George Floyd: New bodycam video shows panicked witnesses begging officers to check his pulse – CNN:

The footage begins as Thao and Chauvin approach the scene, where Kueng and Lane are trying to get a handcuffed Floyd into the back of a patrol car.

Thao watches the other three officers struggle with Floyd, who is audibly and visibly distraught. Chauvin appears to have his arm around Floyd’s neck. By this time, Floyd can be heard yelling that he can’t breathe several times.

Seconds later, the officers lay Floyd on the ground beside the patrol car and restrain him in the same position he was in when a 17-year-old bystander began filming Floyd’s final moments. It’s known from other videos that Chauvin is kneeling on Floyd’s neck, though it’s not explicitly seen in the video captured by Thao’s bodycam.

Bystanders gather on the sidewalk, watching the incident unfold. Some film the arrest with their phones, while others confront the officers and express concern for Floyd, who cries out for his late mother and soon says his final words: “I can’t breathe.”

“This is why you don’t do drugs, kids,” Thao says.

“He’s talking, so he’s fine,” Thao tells the crowd, later adding, “It’s hard to talk when you’re not breathing.”

One bystander, a Black man named Donald Williams, insists that Floyd is not okay. “Bro, he’s not even f**king moving right now, bro.”

This seems like such callous disregard for human life. I don’t know Minnesota criminal law, but this is assuredly a murder in some degree. You’ve got to think that Chauvin at least should be looking at whatever plea deal the District Attorney might be willing to offer. 

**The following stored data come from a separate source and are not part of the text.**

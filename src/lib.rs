#![warn(missing_docs)]
//! Oxide Music core library.
//!
//! Resolves chat requests into music tracks, downloads them from upstream
//! platforms and delivers them back through the chat API, with rate limiting,
//! request coalescing, bounded downloads and a serialized upload queue.

/// Telegram transport: handlers and dispatcher wiring.
pub mod bot;
/// Chat-platform client abstraction.
pub mod chat;
/// Configuration management.
pub mod config;
/// Asynchronous delivery pipeline.
pub mod pipeline;
/// Music-platform client abstraction.
pub mod platform;
/// TTL-bounded interaction state.
pub mod state;
/// Song cache repository.
pub mod storage;
/// Utility functions.
pub mod utils;

/// In-memory fakes shared by unit tests.
#[cfg(test)]
pub mod testing;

A woman approaches, says she’s a firefighter and asks Thao if Floyd has a pulse. Thao yells at her to “back off” and get on the sidewalk.

The bystanders become increasingly upset after Floyd stops speaking and moving, pleading with the officers to check for a pulse. More people begin gathering on the sidewalk, until about a dozen people are watching the arrest.

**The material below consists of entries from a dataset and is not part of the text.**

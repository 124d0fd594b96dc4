//! Rate-limited retry governor for outbound chat API calls.
//!
//! Every call first takes a token from the optional global bucket, then from
//! the destination's own bucket. Rate-limit responses are either retried
//! after the server-provided delay or, for droppable updates, discarded.

use super::PipelineError;
use crate::chat::{ChatError, RetrySignal};
use governor::{DefaultDirectRateLimiter, Quota, RateLimiter};
use parking_lot::Mutex;
use std::collections::HashMap;
use std::future::Future;
use std::num::NonZeroU32;
use std::sync::Arc;
use std::time::Duration;
use tokio::task::JoinHandle;
use tokio::time::Instant;
use tokio_util::sync::CancellationToken;
use tracing::{debug, info, warn};

/// Default per-destination rate (messages per second).
pub const DEFAULT_CHAT_RATE: f64 = 1.0;
/// Default per-destination burst.
pub const DEFAULT_CHAT_BURST: u32 = 1;
/// Default global rate (messages per second).
pub const DEFAULT_GLOBAL_RATE: f64 = 30.0;
/// Default global burst.
pub const DEFAULT_GLOBAL_BURST: u32 = 30;
/// Idle time after which a destination bucket is forgotten.
pub const DEFAULT_IDLE_TTL: Duration = Duration::from_secs(30 * 60);
/// Interval between idle-bucket sweeps.
pub const DEFAULT_SWEEP_INTERVAL: Duration = Duration::from_secs(5 * 60);
/// Attempts per call before giving up on a rate-limited destination.
pub const DEFAULT_MAX_ATTEMPTS: u32 = 3;

/// Token bucket parameters
#[derive(Debug, Clone, Copy, PartialEq)]
pub struct BucketConfig {
    /// Sustained rate in tokens per second
    pub rate_per_sec: f64,
    /// Bucket size
    pub burst: u32,
}

impl BucketConfig {
    /// Build a governor quota; `None` for a non-positive rate or zero burst.
    #[must_use]
    pub fn quota(&self) -> Option<Quota> {
        if !self.rate_per_sec.is_finite() || self.rate_per_sec <= 0.0 {
            return None;
        }
        let burst = NonZeroU32::new(self.burst)?;
        let period = Duration::from_secs_f64(1.0 / self.rate_per_sec);
        Quota::with_period(period).map(|q| q.allow_burst(burst))
    }
}

/// Governor settings
#[derive(Debug, Clone, Copy, PartialEq)]
pub struct GovernorConfig {
    /// Bucket applied to each destination
    pub per_chat: BucketConfig,
    /// Bucket shared by all destinations, if any
    pub global: Option<BucketConfig>,
    /// Inactivity after which a destination bucket is evicted
    pub idle_ttl: Duration,
    /// Interval of the eviction sweep
    pub sweep_interval: Duration,
    /// Attempts per call (first try included)
    pub max_attempts: u32,
}

impl Default for GovernorConfig {
    fn default() -> Self {
        Self {
            per_chat: BucketConfig {
                rate_per_sec: DEFAULT_CHAT_RATE,
                burst: DEFAULT_CHAT_BURST,
            },
            global: Some(BucketConfig {
                rate_per_sec: DEFAULT_GLOBAL_RATE,
                burst: DEFAULT_GLOBAL_BURST,
            }),
            idle_ttl: DEFAULT_IDLE_TTL,
            sweep_interval: DEFAULT_SWEEP_INTERVAL,
            max_attempts: DEFAULT_MAX_ATTEMPTS,
        }
    }
}

/// What happened to a governed call
#[derive(Debug, Clone, PartialEq, Eq)]
pub enum CallOutcome<T> {
    /// The operation succeeded
    Done(T),
    /// The platform reported the edit as a no-op
    NotModified,
    /// A best-effort call hit the rate limit and was discarded
    Dropped,
}

impl<T> CallOutcome<T> {
    /// The value of a successful call
    pub fn into_option(self) -> Option<T> {
        match self {
            Self::Done(v) => Some(v),
            Self::NotModified | Self::Dropped => None,
        }
    }

    /// The value of a successful call, or an error for calls that must produce one
    ///
    /// # Errors
    ///
    /// Returns `ChatError::NotModified` for a no-op outcome and `PipelineError::Canceled`
    /// for a dropped call.
    pub fn into_result(self) -> Result<T, PipelineError> {
        match self {
            Self::Done(v) => Ok(v),
            Self::NotModified => Err(PipelineError::Chat(ChatError::NotModified)),
            Self::Dropped => Err(PipelineError::Canceled),
        }
    }
}

struct ThrottleEntry {
    limiter: Arc<DefaultDirectRateLimiter>,
    last_used: Instant,
}

/// Per-destination token buckets plus an optional global bucket
pub struct RateGovernor {
    per_chat: Quota,
    global: Option<DefaultDirectRateLimiter>,
    entries: Mutex<HashMap<i64, ThrottleEntry>>,
    idle_ttl: Duration,
    sweep_interval: Duration,
    max_attempts: u32,
}

impl RateGovernor {
    /// Create a governor from its settings
    ///
    /// # Errors
    ///
    /// Returns `PipelineError::Config` if the per-destination bucket is invalid.
    pub fn new(config: GovernorConfig) -> Result<Self, PipelineError> {
        let per_chat = config.per_chat.quota().ok_or_else(|| {
            PipelineError::Config(format!("invalid per-chat bucket: {:?}", config.per_chat))
        })?;
        let global = config
            .global
            .and_then(|g| g.quota())
            .map(RateLimiter::direct);

        Ok(Self {
            per_chat,
            global,
            entries: Mutex::new(HashMap::new()),
            idle_ttl: config.idle_ttl,
            sweep_interval: config.sweep_interval,
            max_attempts: config.max_attempts.max(1),
        })
    }

    fn limiter_for(&self, destination: i64) -> Arc<DefaultDirectRateLimiter> {
        let now = Instant::now();
        let mut entries = self.entries.lock();
        let entry = entries.entry(destination).or_insert_with(|| ThrottleEntry {
            limiter: Arc::new(RateLimiter::direct(self.per_chat)),
            last_used: now,
        });
        entry.last_used = now;
        Arc::clone(&entry.limiter)
    }

    /// Block until both the global and the destination bucket grant a token.
    ///
    /// # Errors
    ///
    /// Returns `PipelineError::Canceled` as soon as `cancel` fires.
    pub async fn wait(
        &self,
        destination: i64,
        cancel: &CancellationToken,
    ) -> Result<(), PipelineError> {
        if let Some(global) = &self.global {
            tokio::select! {
                biased;
                () = cancel.cancelled() => return Err(PipelineError::Canceled),
                () = global.until_ready() => {}
            }
        }

        let limiter = self.limiter_for(destination);
        tokio::select! {
            biased;
            () = cancel.cancelled() => Err(PipelineError::Canceled),
            () = limiter.until_ready() => Ok(()),
        }
    }

    /// Run a call, delaying and retrying on rate-limit responses.
    ///
    /// # Errors
    ///
    /// Returns `MaxRetriesExceeded` once every attempt was rate limited,
    /// `Canceled` if `cancel` fires, or the operation's own error.
    pub async fn with_retry<T, F, Fut>(
        &self,
        destination: i64,
        cancel: &CancellationToken,
        operation: F,
    ) -> Result<CallOutcome<T>, PipelineError>
    where
        F: FnMut() -> Fut,
        Fut: Future<Output = Result<T, ChatError>>,
    {
        self.call(destination, cancel, false, operation).await
    }

    /// Run a droppable call once; a rate-limit response discards it silently.
    ///
    /// # Errors
    ///
    /// Returns `Canceled` if `cancel` fires, or the operation's non rate-limit error.
    pub async fn best_effort<T, F, Fut>(
        &self,
        destination: i64,
        cancel: &CancellationToken,
        operation: F,
    ) -> Result<CallOutcome<T>, PipelineError>
    where
        F: FnMut() -> Fut,
        Fut: Future<Output = Result<T, ChatError>>,
    {
        self.call(destination, cancel, true, operation).await
    }

    /// Shared wait-call-retry loop; only the rate-limit reaction differs.
    ///
    /// # Errors
    ///
    /// See [`Self::with_retry`] and [`Self::best_effort`].
    pub async fn call<T, F, Fut>(
        &self,
        destination: i64,
        cancel: &CancellationToken,
        drop_on_rate_limit: bool,
        mut operation: F,
    ) -> Result<CallOutcome<T>, PipelineError>
    where
        F: FnMut() -> Fut,
        Fut: Future<Output = Result<T, ChatError>>,
    {
        let mut attempt = 0;
        loop {
            attempt += 1;
            self.wait(destination, cancel).await?;

            let err = match operation().await {
                Ok(value) => return Ok(CallOutcome::Done(value)),
                Err(ChatError::NotModified) => return Ok(CallOutcome::NotModified),
                Err(err) => err,
            };

            let Some(signal) = RetrySignal::from_error(&err) else {
                return Err(PipelineError::Chat(err));
            };

            if drop_on_rate_limit {
                debug!(
                    chat_id = destination,
                    retry_after = ?signal.retry_after,
                    "Dropping best-effort update due to rate limit"
                );
                return Ok(CallOutcome::Dropped);
            }

            if attempt >= self.max_attempts {
                warn!(
                    chat_id = destination,
                    attempts = attempt,
                    "Chat API still rate limited, giving up"
                );
                return Err(PipelineError::MaxRetriesExceeded {
                    attempts: attempt,
                    last: err,
                });
            }

            warn!(
                chat_id = destination,
                attempt,
                retry_after = ?signal.retry_after,
                "Chat API rate limited, delaying"
            );
            tokio::select! {
                biased;
                () = cancel.cancelled() => return Err(PipelineError::Canceled),
                () = tokio::time::sleep(signal.retry_after) => {}
            }
        }
    }

    /// Forget destination buckets idle for longer than the TTL.
    ///
    /// Returns the number of evicted buckets.
    pub fn sweep(&self) -> usize {
        let now = Instant::now();
        let mut entries = self.entries.lock();
        let before = entries.len();
        entries.retain(|_, e| now.saturating_duration_since(e.last_used) <= self.idle_ttl);
        before - entries.len()
    }

    /// Number of destinations with a live bucket
    #[must_use]
    pub fn tracked_destinations(&self) -> usize {
        self.entries.lock().len()
    }

    /// Spawn the periodic idle-bucket sweeper
    pub fn spawn_sweeper(self: &Arc<Self>, shutdown: CancellationToken) -> JoinHandle<()> {
        let governor = Arc::clone(self);
        tokio::spawn(async move {
            let mut ticker = tokio::time::interval(governor.sweep_interval);
            ticker.set_missed_tick_behavior(tokio::time::MissedTickBehavior::Delay);
            ticker.tick().await;
            loop {
                tokio::select! {
                    () = shutdown.cancelled() => break,
                    _ = ticker.tick() => {
                        let evicted = governor.sweep();
                        if evicted > 0 {
                            debug!(evicted, "Evicted idle throttle buckets");
                        }
                    }
                }
            }
            info!("Throttle sweeper stopped");
        })
    }
}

“What are you doing?” one woman says. “He’s dying.”

The back-and-forth between Thao and the crowd continues — at times becoming physical as Thao pushes bystanders back onto the sidewalk — until about 13 minutes into the footage. At that point, Chauvin appears from off camera. Floyd has already been loaded into an ambulance.

“You just really killed that man, bro,” Williams says to Chauvin.

Floyd was taken to a hospital, where he was soon pronounced dead.

This is footage from former officer Tou Thao’s body cam. Hard to see how he’s not guilty of at least aiding and abetting second-degree manslaughter if not not second-degree murder. Again, I don’t know Minnesota criminal law, but my God, he’s morally guilty of something heinous regardless of what the law specifies.